[Source records]

/---

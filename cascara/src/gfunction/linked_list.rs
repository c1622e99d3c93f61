//! `java/util/LinkedList` host methods over a host deque backing.

use std::collections::VecDeque;

use crate::exceptions::ExceptionKind;
use crate::gfunction::{
    arg_int, arg_obj, arg_value, clinit_generic, gmeth, iterator, trap_not_supported, try_g,
    values_equal, GCtx, GErrBlk, GLibrary, GValue,
};
use crate::heap::ObjRef;
use crate::object::FieldValue;
use crate::value::JavaValue;

const BACKING_TAG: &str = "Ljava/util/LinkedList;";

pub fn load_util_linked_list() -> GLibrary {
    vec![
        ("java/util/LinkedList.<clinit>()V", gmeth(0, clinit_generic)),
        ("java/util/LinkedList.<init>()V", gmeth(0, linkedlist_init)),
        (
            "java/util/LinkedList.<init>(Ljava/util/Collection;)V",
            gmeth(1, trap_not_supported),
        ),
        (
            "java/util/LinkedList.add(Ljava/lang/Object;)Z",
            gmeth(1, linkedlist_add_last),
        ),
        (
            "java/util/LinkedList.addFirst(Ljava/lang/Object;)V",
            gmeth(1, linkedlist_add_first_void),
        ),
        (
            "java/util/LinkedList.addLast(Ljava/lang/Object;)V",
            gmeth(1, linkedlist_add_last_void),
        ),
        (
            "java/util/LinkedList.getFirst()Ljava/lang/Object;",
            gmeth(0, linkedlist_get_first),
        ),
        (
            "java/util/LinkedList.getLast()Ljava/lang/Object;",
            gmeth(0, linkedlist_get_last),
        ),
        (
            "java/util/LinkedList.removeFirst()Ljava/lang/Object;",
            gmeth(0, linkedlist_remove_first),
        ),
        (
            "java/util/LinkedList.removeLast()Ljava/lang/Object;",
            gmeth(0, linkedlist_remove_last),
        ),
        (
            "java/util/LinkedList.peekFirst()Ljava/lang/Object;",
            gmeth(0, linkedlist_peek_first),
        ),
        (
            "java/util/LinkedList.peekLast()Ljava/lang/Object;",
            gmeth(0, linkedlist_peek_last),
        ),
        (
            "java/util/LinkedList.pollFirst()Ljava/lang/Object;",
            gmeth(0, linkedlist_poll_first),
        ),
        (
            "java/util/LinkedList.push(Ljava/lang/Object;)V",
            gmeth(1, linkedlist_add_first_void),
        ),
        (
            "java/util/LinkedList.pop()Ljava/lang/Object;",
            gmeth(0, linkedlist_remove_first),
        ),
        ("java/util/LinkedList.size()I", gmeth(0, linkedlist_size)),
        (
            "java/util/LinkedList.isEmpty()Z",
            gmeth(0, linkedlist_is_empty),
        ),
        ("java/util/LinkedList.clear()V", gmeth(0, linkedlist_clear)),
        (
            "java/util/LinkedList.contains(Ljava/lang/Object;)Z",
            gmeth(1, linkedlist_contains),
        ),
        (
            "java/util/LinkedList.get(I)Ljava/lang/Object;",
            gmeth(1, linkedlist_get),
        ),
        (
            "java/util/LinkedList.iterator()Ljava/util/Iterator;",
            gmeth(0, linkedlist_iterator),
        ),
        (
            "java/util/LinkedList.sort(Ljava/util/Comparator;)V",
            gmeth(1, trap_not_supported),
        ),
    ]
}

fn backing_mut<'a>(
    ctx: &'a mut GCtx<'_>,
    list: ObjRef,
) -> Result<&'a mut VecDeque<JavaValue>, GErrBlk> {
    match ctx
        .vm
        .heap
        .get_mut(list)
        .and_then(|object| object.value_field_mut())
    {
        Some(FieldValue::List(items)) => Ok(items),
        _ => Err(GErrBlk::new(
            ExceptionKind::IllegalStateException,
            "LinkedList backing missing",
        )),
    }
}

fn backing<'a>(ctx: &'a GCtx<'_>, list: ObjRef) -> Result<&'a VecDeque<JavaValue>, GErrBlk> {
    match ctx.vm.heap.get(list).and_then(|object| object.value_field()) {
        Some(FieldValue::List(items)) => Ok(items),
        _ => Err(GErrBlk::new(
            ExceptionKind::IllegalStateException,
            "LinkedList backing missing",
        )),
    }
}

fn no_such_element() -> GValue {
    GValue::Err(GErrBlk::new(
        ExceptionKind::NoSuchElementException,
        "list is empty",
    ))
}

fn linkedlist_init(ctx: &mut GCtx<'_>, args: &mut Vec<JavaValue>) -> GValue {
    let list = try_g!(arg_obj(args, 0));
    if let Some(object) = ctx.vm.heap.get_mut(list) {
        object.set_field(
            crate::object::VALUE_FIELD,
            BACKING_TAG,
            FieldValue::List(VecDeque::new()),
        );
    }
    GValue::Void
}

fn linkedlist_add_last(ctx: &mut GCtx<'_>, args: &mut Vec<JavaValue>) -> GValue {
    let list = try_g!(arg_obj(args, 0));
    let element = try_g!(arg_value(args, 1));
    try_g!(backing_mut(ctx, list)).push_back(element);
    GValue::Value(JavaValue::Int(1))
}

fn linkedlist_add_last_void(ctx: &mut GCtx<'_>, args: &mut Vec<JavaValue>) -> GValue {
    let list = try_g!(arg_obj(args, 0));
    let element = try_g!(arg_value(args, 1));
    try_g!(backing_mut(ctx, list)).push_back(element);
    GValue::Void
}

fn linkedlist_add_first_void(ctx: &mut GCtx<'_>, args: &mut Vec<JavaValue>) -> GValue {
    let list = try_g!(arg_obj(args, 0));
    let element = try_g!(arg_value(args, 1));
    try_g!(backing_mut(ctx, list)).push_front(element);
    GValue::Void
}

fn linkedlist_get_first(ctx: &mut GCtx<'_>, args: &mut Vec<JavaValue>) -> GValue {
    let list = try_g!(arg_obj(args, 0));
    match try_g!(backing(ctx, list)).front() {
        Some(element) => GValue::Value(*element),
        None => no_such_element(),
    }
}

fn linkedlist_get_last(ctx: &mut GCtx<'_>, args: &mut Vec<JavaValue>) -> GValue {
    let list = try_g!(arg_obj(args, 0));
    match try_g!(backing(ctx, list)).back() {
        Some(element) => GValue::Value(*element),
        None => no_such_element(),
    }
}

fn linkedlist_remove_first(ctx: &mut GCtx<'_>, args: &mut Vec<JavaValue>) -> GValue {
    let list = try_g!(arg_obj(args, 0));
    match try_g!(backing_mut(ctx, list)).pop_front() {
        Some(element) => GValue::Value(element),
        None => no_such_element(),
    }
}

fn linkedlist_remove_last(ctx: &mut GCtx<'_>, args: &mut Vec<JavaValue>) -> GValue {
    let list = try_g!(arg_obj(args, 0));
    match try_g!(backing_mut(ctx, list)).pop_back() {
        Some(element) => GValue::Value(element),
        None => no_such_element(),
    }
}

fn linkedlist_peek_first(ctx: &mut GCtx<'_>, args: &mut Vec<JavaValue>) -> GValue {
    let list = try_g!(arg_obj(args, 0));
    GValue::Value(
        try_g!(backing(ctx, list))
            .front()
            .copied()
            .unwrap_or(JavaValue::NULL),
    )
}

fn linkedlist_peek_last(ctx: &mut GCtx<'_>, args: &mut Vec<JavaValue>) -> GValue {
    let list = try_g!(arg_obj(args, 0));
    GValue::Value(
        try_g!(backing(ctx, list))
            .back()
            .copied()
            .unwrap_or(JavaValue::NULL),
    )
}

fn linkedlist_poll_first(ctx: &mut GCtx<'_>, args: &mut Vec<JavaValue>) -> GValue {
    let list = try_g!(arg_obj(args, 0));
    GValue::Value(
        try_g!(backing_mut(ctx, list))
            .pop_front()
            .unwrap_or(JavaValue::NULL),
    )
}

fn linkedlist_size(ctx: &mut GCtx<'_>, args: &mut Vec<JavaValue>) -> GValue {
    let list = try_g!(arg_obj(args, 0));
    GValue::Value(JavaValue::Int(try_g!(backing(ctx, list)).len() as i64))
}

fn linkedlist_is_empty(ctx: &mut GCtx<'_>, args: &mut Vec<JavaValue>) -> GValue {
    let list = try_g!(arg_obj(args, 0));
    GValue::Value(JavaValue::Int(i64::from(
        try_g!(backing(ctx, list)).is_empty(),
    )))
}

fn linkedlist_clear(ctx: &mut GCtx<'_>, args: &mut Vec<JavaValue>) -> GValue {
    let list = try_g!(arg_obj(args, 0));
    try_g!(backing_mut(ctx, list)).clear();
    GValue::Void
}

fn linkedlist_contains(ctx: &mut GCtx<'_>, args: &mut Vec<JavaValue>) -> GValue {
    let list = try_g!(arg_obj(args, 0));
    let target = try_g!(arg_value(args, 1));
    let items: Vec<JavaValue> = try_g!(backing(ctx, list)).iter().copied().collect();
    let found = items.iter().any(|&item| values_equal(ctx.vm, item, target));
    GValue::Value(JavaValue::Int(i64::from(found)))
}

fn linkedlist_get(ctx: &mut GCtx<'_>, args: &mut Vec<JavaValue>) -> GValue {
    let list = try_g!(arg_obj(args, 0));
    let index = try_g!(arg_int(args, 1));
    let items = try_g!(backing(ctx, list));
    match usize::try_from(index).ok().and_then(|i| items.get(i)) {
        Some(element) => GValue::Value(*element),
        None => GValue::Err(GErrBlk::new(
            ExceptionKind::IndexOutOfBoundsException,
            format!("Index: {}, Size: {}", index, items.len()),
        )),
    }
}

fn linkedlist_iterator(ctx: &mut GCtx<'_>, args: &mut Vec<JavaValue>) -> GValue {
    let list = try_g!(arg_obj(args, 0));
    let iterator = iterator::make_iterator(ctx, list);
    GValue::Value(JavaValue::Ref(Some(iterator)))
}

#[cfg(test)]
mod tests {
    use super::{
        linkedlist_add_first_void, linkedlist_add_last, linkedlist_init, linkedlist_remove_first,
        linkedlist_remove_last, linkedlist_size,
    };
    use crate::gfunction::{expect_value, GCtx, GValue};
    use crate::object::Object;
    use crate::testutil::test_vm;
    use crate::value::JavaValue;

    #[test]
    fn deque_discipline() {
        let mut vm = test_vm();
        let class = vm.class_names.intern(b"java/util/LinkedList");
        let list = vm.heap.alloc(Object::new(class));
        let list_arg = JavaValue::Ref(Some(list));

        let mut ctx = GCtx {
            vm: &mut vm,
            frames: None,
        };
        linkedlist_init(&mut ctx, &mut vec![list_arg]);
        linkedlist_add_last(&mut ctx, &mut vec![list_arg, JavaValue::Int(2)]);
        linkedlist_add_first_void(&mut ctx, &mut vec![list_arg, JavaValue::Int(1)]);
        linkedlist_add_last(&mut ctx, &mut vec![list_arg, JavaValue::Int(3)]);

        assert_eq!(
            expect_value(linkedlist_size(&mut ctx, &mut vec![list_arg])),
            JavaValue::Int(3)
        );
        assert_eq!(
            expect_value(linkedlist_remove_first(&mut ctx, &mut vec![list_arg])),
            JavaValue::Int(1)
        );
        assert_eq!(
            expect_value(linkedlist_remove_last(&mut ctx, &mut vec![list_arg])),
            JavaValue::Int(3)
        );
        assert_eq!(
            expect_value(linkedlist_remove_first(&mut ctx, &mut vec![list_arg])),
            JavaValue::Int(2)
        );
        assert!(matches!(
            linkedlist_remove_first(&mut ctx, &mut vec![list_arg]),
            GValue::Err(block)
                if block.kind == crate::exceptions::ExceptionKind::NoSuchElementException
        ));
    }
}
//! `java/util/Date` and `java/util/TimeZone` host methods. A Date wraps
//! epoch millis in its `value` field; formatting is done against UTC with
//! civil-calendar arithmetic on the host clock.

use cascara_base::types;

use crate::exceptions::ExceptionKind;
use crate::gfunction::{
    arg_int, arg_obj, arg_string, clinit_generic, gmeth, lang_system::now_millis, string_value,
    trap_not_supported, try_g, GCtx, GErrBlk, GLibrary, GValue,
};
use crate::heap::ObjRef;
use crate::object::{FieldValue, Object};
use crate::value::JavaValue;
use crate::Vm;

pub fn load_util_date() -> GLibrary {
    vec![
        ("java/util/Date.<clinit>()V", gmeth(0, clinit_generic)),
        ("java/util/Date.<init>()V", gmeth(0, date_init_now)),
        ("java/util/Date.<init>(J)V", gmeth(2, date_init_millis)),
        ("java/util/Date.getTime()J", gmeth(0, date_get_time)),
        ("java/util/Date.setTime(J)V", gmeth(2, date_set_time)),
        (
            "java/util/Date.before(Ljava/util/Date;)Z",
            gmeth(1, date_before),
        ),
        (
            "java/util/Date.after(Ljava/util/Date;)Z",
            gmeth(1, date_after),
        ),
        (
            "java/util/Date.toString()Ljava/lang/String;",
            gmeth(0, date_to_string),
        ),
        (
            "java/util/Date.clone()Ljava/lang/Object;",
            gmeth(0, date_clone),
        ),
    ]
}

pub fn load_util_time_zone() -> GLibrary {
    vec![
        ("java/util/TimeZone.<clinit>()V", gmeth(0, clinit_generic)),
        (
            "java/util/TimeZone.getDefault()Ljava/util/TimeZone;",
            gmeth(0, timezone_get_default),
        ),
        (
            "java/util/TimeZone.getTimeZone(Ljava/lang/String;)Ljava/util/TimeZone;",
            gmeth(1, timezone_get_time_zone),
        ),
        (
            "java/util/TimeZone.getID()Ljava/lang/String;",
            gmeth(0, timezone_get_id),
        ),
        (
            "java/util/TimeZone.setDefault(Ljava/util/TimeZone;)V",
            gmeth(1, trap_not_supported),
        ),
    ]
}

fn millis_of(vm: &Vm, date: ObjRef) -> Result<i64, GErrBlk> {
    match vm.heap.get(date).and_then(|object| object.value_field()) {
        Some(FieldValue::Value(JavaValue::Long(millis))) => Ok(*millis),
        _ => Err(GErrBlk::new(
            ExceptionKind::IllegalStateException,
            "Date has no time value",
        )),
    }
}

fn set_millis(ctx: &mut GCtx<'_>, date: ObjRef, millis: i64) {
    if let Some(object) = ctx.vm.heap.get_mut(date) {
        object.set_field(
            crate::object::VALUE_FIELD,
            types::LONG,
            FieldValue::Value(JavaValue::Long(millis)),
        );
    }
}

fn date_init_now(ctx: &mut GCtx<'_>, args: &mut Vec<JavaValue>) -> GValue {
    let date = try_g!(arg_obj(args, 0));
    set_millis(ctx, date, now_millis());
    GValue::Void
}

fn date_init_millis(ctx: &mut GCtx<'_>, args: &mut Vec<JavaValue>) -> GValue {
    let date = try_g!(arg_obj(args, 0));
    let millis = try_g!(arg_int(args, 1));
    set_millis(ctx, date, millis);
    GValue::Void
}

fn date_get_time(ctx: &mut GCtx<'_>, args: &mut Vec<JavaValue>) -> GValue {
    let date = try_g!(arg_obj(args, 0));
    GValue::Value(JavaValue::Long(try_g!(millis_of(ctx.vm, date))))
}

fn date_set_time(ctx: &mut GCtx<'_>, args: &mut Vec<JavaValue>) -> GValue {
    let date = try_g!(arg_obj(args, 0));
    let millis = try_g!(arg_int(args, 1));
    set_millis(ctx, date, millis);
    GValue::Void
}

fn date_before(ctx: &mut GCtx<'_>, args: &mut Vec<JavaValue>) -> GValue {
    let date = try_g!(arg_obj(args, 0));
    let other = try_g!(arg_obj(args, 1));
    let result = try_g!(millis_of(ctx.vm, date)) < try_g!(millis_of(ctx.vm, other));
    GValue::Value(JavaValue::Int(i64::from(result)))
}

fn date_after(ctx: &mut GCtx<'_>, args: &mut Vec<JavaValue>) -> GValue {
    let date = try_g!(arg_obj(args, 0));
    let other = try_g!(arg_obj(args, 1));
    let result = try_g!(millis_of(ctx.vm, date)) > try_g!(millis_of(ctx.vm, other));
    GValue::Value(JavaValue::Int(i64::from(result)))
}

fn date_to_string(ctx: &mut GCtx<'_>, args: &mut Vec<JavaValue>) -> GValue {
    let date = try_g!(arg_obj(args, 0));
    let millis = try_g!(millis_of(ctx.vm, date));
    let text = format_utc(millis);
    let value = string_value(ctx, &text);
    GValue::Value(value)
}

fn date_clone(ctx: &mut GCtx<'_>, args: &mut Vec<JavaValue>) -> GValue {
    let date = try_g!(arg_obj(args, 0));
    let millis = try_g!(millis_of(ctx.vm, date));
    let class = ctx.vm.class_names.intern(b"java/util/Date");
    let copy = ctx.vm.heap.alloc(Object::with_value(
        class,
        types::LONG,
        FieldValue::Value(JavaValue::Long(millis)),
    ));
    GValue::Value(JavaValue::Ref(Some(copy)))
}

const DAY_NAMES: [&str; 7] = ["Thu", "Fri", "Sat", "Sun", "Mon", "Tue", "Wed"];
const MONTH_NAMES: [&str; 12] = [
    "Jan", "Feb", "Mar", "Apr", "May", "Jun", "Jul", "Aug", "Sep", "Oct", "Nov", "Dec",
];

/// Days-from-civil inverse (Hinnant's algorithm), enough to render
/// `EEE MMM dd HH:mm:ss UTC yyyy` without pulling a calendar crate in.
fn civil_from_days(days: i64) -> (i64, u32, u32) {
    let z = days + 719_468;
    let era = if z >= 0 { z } else { z - 146_096 } / 146_097;
    let doe = z - era * 146_097;
    let yoe = (doe - doe / 1460 + doe / 36_524 - doe / 146_096) / 365;
    let y = yoe + era * 400;
    let doy = doe - (365 * yoe + yoe / 4 - yoe / 100);
    let mp = (5 * doy + 2) / 153;
    let d = doy - (153 * mp + 2) / 5 + 1;
    let m = if mp < 10 { mp + 3 } else { mp - 9 };
    let year = if m <= 2 { y + 1 } else { y };
    (year, m as u32, d as u32)
}

fn format_utc(millis: i64) -> String {
    let secs = millis.div_euclid(1000);
    let days = secs.div_euclid(86_400);
    let tod = secs.rem_euclid(86_400);
    let (year, month, day) = civil_from_days(days);
    // Day 0 (1970-01-01) was a Thursday
    let weekday = DAY_NAMES[days.rem_euclid(7) as usize];
    format!(
        "{} {} {:02} {:02}:{:02}:{:02} UTC {}",
        weekday,
        MONTH_NAMES[(month - 1) as usize],
        day,
        tod / 3600,
        (tod % 3600) / 60,
        tod % 60,
        year
    )
}

fn timezone_object(ctx: &mut GCtx<'_>, id: &str) -> GValue {
    let id_value = string_value(ctx, id);
    let class = ctx.vm.class_names.intern(b"java/util/TimeZone");
    let mut object = Object::new(class);
    object.set_field("ID", types::STRING_DESC, FieldValue::Value(id_value));
    GValue::Value(JavaValue::Ref(Some(ctx.vm.heap.alloc(object))))
}

/// The VM renders all times against UTC.
fn timezone_get_default(ctx: &mut GCtx<'_>, _args: &mut Vec<JavaValue>) -> GValue {
    timezone_object(ctx, "UTC")
}

fn timezone_get_time_zone(ctx: &mut GCtx<'_>, args: &mut Vec<JavaValue>) -> GValue {
    let id = try_g!(arg_string(ctx.vm, args, 0));
    timezone_object(ctx, &id)
}

fn timezone_get_id(ctx: &mut GCtx<'_>, args: &mut Vec<JavaValue>) -> GValue {
    let zone = try_g!(arg_obj(args, 0));
    let id = ctx
        .vm
        .heap
        .get(zone)
        .and_then(|object| object.field("ID"))
        .and_then(|field| match field.value {
            FieldValue::Value(value) => Some(value),
            _ => None,
        })
        .unwrap_or(JavaValue::NULL);
    GValue::Value(id)
}

#[cfg(test)]
mod tests {
    use super::{civil_from_days, format_utc};

    #[test]
    fn civil_calendar() {
        assert_eq!(civil_from_days(0), (1970, 1, 1));
        assert_eq!(civil_from_days(365), (1971, 1, 1));
        // 2000-02-29 is day 11016
        assert_eq!(civil_from_days(11_016), (2000, 2, 29));
        assert_eq!(civil_from_days(-1), (1969, 12, 31));
    }

    #[test]
    fn formatting() {
        assert_eq!(format_utc(0), "Thu Jan 01 00:00:00 UTC 1970");
        // 2021-03-04 05:06:07 UTC
        assert_eq!(format_utc(1_614_834_367_000), "Thu Mar 04 05:06:07 UTC 2021");
    }
}
//! The method table: fully-qualified `class.name+descriptor` keys mapping to
//! either a bytecode method or a host-method entry. Bytecode entries arrive
//! with class loading; host entries are bulk-registered per domain at
//! startup. Re-registration under the same key overrides.

use std::sync::Arc;

use cascara_base::constant_pool::ConstantPool;
use cascara_base::descriptor::{DescriptorError, MethodDescriptor};
use cascara_base::method::{CodeInfo, ACC_NATIVE, ACC_STATIC, ACC_SYNCHRONIZED};
use indexmap::IndexMap;

use crate::gfunction::GMeth;

/// A bytecode method and its code attribute, ready to be framed.
#[derive(Debug, Clone)]
pub struct BMethod {
    pub class_name: String,
    pub name: String,
    pub desc: String,
    pub access_flags: u16,
    pub code: CodeInfo,
    pub descriptor: MethodDescriptor,
    pub cp: Arc<ConstantPool>,
}
impl BMethod {
    #[must_use]
    pub fn is_static(&self) -> bool {
        self.access_flags & ACC_STATIC != 0
    }

    #[must_use]
    pub fn is_synchronized(&self) -> bool {
        self.access_flags & ACC_SYNCHRONIZED != 0
    }

    #[must_use]
    pub fn is_native(&self) -> bool {
        self.access_flags & ACC_NATIVE != 0
    }

    #[must_use]
    pub fn key(&self) -> String {
        MethodTable::method_key(&self.class_name, &self.name, &self.desc)
    }
}

#[derive(Clone)]
pub enum MTEntry {
    Bytecode(Arc<BMethod>),
    Host(GMeth),
}

#[derive(Default)]
pub struct MethodTable {
    entries: IndexMap<String, MTEntry>,
}
impl MethodTable {
    #[must_use]
    pub fn new() -> MethodTable {
        MethodTable::default()
    }

    #[must_use]
    pub fn method_key(class_name: &str, name: &str, desc: &str) -> String {
        format!("{}.{}{}", class_name, name, desc)
    }

    pub fn insert(&mut self, key: String, entry: MTEntry) {
        self.entries.insert(key, entry);
    }

    /// Parse the descriptor once and insert the method under its key.
    pub fn insert_bytecode(
        &mut self,
        class_name: &str,
        name: &str,
        desc: &str,
        access_flags: u16,
        code: CodeInfo,
        cp: Arc<ConstantPool>,
    ) -> Result<Arc<BMethod>, DescriptorError> {
        let descriptor = MethodDescriptor::parse(desc)?;
        let method = Arc::new(BMethod {
            class_name: class_name.to_owned(),
            name: name.to_owned(),
            desc: desc.to_owned(),
            access_flags,
            code,
            descriptor,
            cp,
        });
        self.entries
            .insert(method.key(), MTEntry::Bytecode(Arc::clone(&method)));
        Ok(method)
    }

    #[must_use]
    pub fn lookup(&self, key: &str) -> Option<&MTEntry> {
        self.entries.get(key)
    }

    /// Bulk-register one host-method domain.
    pub fn load_host_library<I>(&mut self, library: I)
    where
        I: IntoIterator<Item = (&'static str, GMeth)>,
    {
        for (key, entry) in library {
            self.entries.insert(key.to_owned(), MTEntry::Host(entry));
        }
    }

    #[must_use]
    pub fn len(&self) -> usize {
        self.entries.len()
    }

    #[must_use]
    pub fn is_empty(&self) -> bool {
        self.entries.is_empty()
    }
}

#[cfg(test)]
mod tests {
    use std::sync::Arc;

    use cascara_base::constant_pool::ConstantPool;
    use cascara_base::method::CodeInfo;

    use super::{MTEntry, MethodTable};
    use crate::gfunction::{GMeth, GValue};
    use crate::value::JavaValue;

    fn host_answer(
        _ctx: &mut crate::gfunction::GCtx<'_>,
        _args: &mut Vec<JavaValue>,
    ) -> GValue {
        GValue::Value(JavaValue::Int(42))
    }

    #[test]
    fn keys_and_overrides() {
        let mut mtable = MethodTable::new();
        let cp = Arc::new(ConstantPool::new());
        mtable
            .insert_bytecode("X", "y", "(I)I", 0, CodeInfo::default(), cp)
            .unwrap();
        assert!(matches!(mtable.lookup("X.y(I)I"), Some(MTEntry::Bytecode(_))));

        // Re-registration under the same key overrides
        mtable.load_host_library([(
            "X.y(I)I",
            GMeth {
                param_slots: 1,
                needs_frames: false,
                func: host_answer,
            },
        )]);
        assert!(matches!(mtable.lookup("X.y(I)I"), Some(MTEntry::Host(_))));
        assert!(mtable.lookup("X.z()V").is_none());
    }
}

\---

What you have to do:
Lines containing the word "intern" are to be located in the entries and copied.

Solution to the exercise:
        let class = vm.class_names.intern(b"java/util/LinkedList");
    let class = ctx.vm.class_names.intern(b"java/util/Date");
    let class = ctx.vm.class_names.intern(b"java/util/TimeZone");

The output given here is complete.